* **Assignment**
Check every line of the entries for the string "sorted" and return the ones that contain it.

* **Records to process**
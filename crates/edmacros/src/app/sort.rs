//! Whole-document line sorting.

use std::collections::BTreeSet;
use std::str::FromStr;

use clap::ValueEnum;
use serde::{Deserialize, Serialize};

use crate::app::registry::{Macro, MacroInfo};
use crate::domain::errors::MacroError;
use crate::domain::host::{Application, Document};
use crate::domain::model::Edit;

/// How a document's final newline is treated when splitting and rejoining lines.
#[derive(Debug, Clone, Copy, PartialEq, Eq, Default, Serialize, Deserialize, ValueEnum)]
#[serde(rename_all = "kebab-case")]
#[value(rename_all = "kebab-case")]
pub enum FinalNewline {
    /// A trailing `\n` terminates the last line; every output line ends with `\n`.
    #[default]
    Terminate,
    /// Split literally on `\n` (a trailing newline yields an empty line) and join with `\n`.
    Literal,
}

impl FinalNewline {
    pub fn as_str(&self) -> &'static str {
        match self {
            FinalNewline::Terminate => "terminate",
            FinalNewline::Literal => "literal",
        }
    }
}

impl FromStr for FinalNewline {
    type Err = FinalNewlineParseError;

    fn from_str(value: &str) -> Result<Self, Self::Err> {
        match value.trim().to_ascii_lowercase().as_str() {
            "terminate" | "always" => Ok(FinalNewline::Terminate),
            "literal" | "split" => Ok(FinalNewline::Literal),
            other => Err(FinalNewlineParseError::Unknown(other.to_string())),
        }
    }
}

#[derive(Debug, thiserror::Error, Clone, PartialEq, Eq)]
pub enum FinalNewlineParseError {
    #[error("unknown final newline policy '{0}'")]
    Unknown(String),
}

#[derive(Debug, Clone, Copy, PartialEq, Eq)]
pub struct SortOptions {
    pub remove_duplicates: bool,
    pub final_newline: FinalNewline,
}

impl Default for SortOptions {
    fn default() -> Self {
        Self {
            remove_duplicates: true,
            final_newline: FinalNewline::default(),
        }
    }
}

/// Sort the lines of `text` in ordinal order, optionally dropping duplicates.
pub fn sort_lines(text: &str, options: &SortOptions) -> String {
    let lines = split_lines(text, options.final_newline);

    let sorted: Vec<&str> = if options.remove_duplicates {
        lines.into_iter().collect::<BTreeSet<_>>().into_iter().collect()
    } else {
        let mut lines = lines;
        lines.sort_unstable();
        lines
    };

    join_lines(&sorted, options.final_newline)
}

fn split_lines(text: &str, policy: FinalNewline) -> Vec<&str> {
    match policy {
        FinalNewline::Literal => text.split('\n').collect(),
        FinalNewline::Terminate if text.is_empty() => Vec::new(),
        FinalNewline::Terminate => text.strip_suffix('\n').unwrap_or(text).split('\n').collect(),
    }
}

fn join_lines(lines: &[&str], policy: FinalNewline) -> String {
    match policy {
        FinalNewline::Literal => lines.join("\n"),
        FinalNewline::Terminate => {
            let mut out = String::with_capacity(lines.iter().map(|line| line.len() + 1).sum());
            for line in lines {
                out.push_str(line);
                out.push('\n');
            }
            out
        }
    }
}

/// Macro replacing the whole document with its sorted lines.
#[derive(Debug, Clone)]
pub struct SortLines {
    info: MacroInfo,
    options: SortOptions,
}

impl SortLines {
    pub const ID: &'static str = "sort-lines";

    pub fn new(options: SortOptions) -> Self {
        Self {
            info: MacroInfo::new(
                Self::ID,
                "Sort Lines",
                "Sorts all lines in the active editor, optionally removing duplicates.",
            ),
            options,
        }
    }
}

impl Macro for SortLines {
    fn info(&self) -> &MacroInfo {
        &self.info
    }

    fn info_mut(&mut self) -> &mut MacroInfo {
        &mut self.info
    }

    fn run(&self, doc: &mut dyn Document, _app: &mut dyn Application) -> Result<(), MacroError> {
        let text = doc.full_text();
        let sorted = sort_lines(&text, &self.options);
        tracing::debug!(
            bytes = text.len(),
            remove_duplicates = self.options.remove_duplicates,
            final_newline = self.options.final_newline.as_str(),
            "sorted document lines"
        );
        Edit::ReplaceAll { text: sorted }.apply(doc);
        Ok(())
    }
}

* **Written solution**
    let sorted: Vec<&str> = if options.remove_duplicates {
    join_lines(&sorted, options.final_newline)
/// Macro replacing the whole document with its sorted lines.
        let sorted = sort_lines(&text, &self.options);
            "sorted document lines"
        Edit::ReplaceAll { text: sorted }.apply(doc);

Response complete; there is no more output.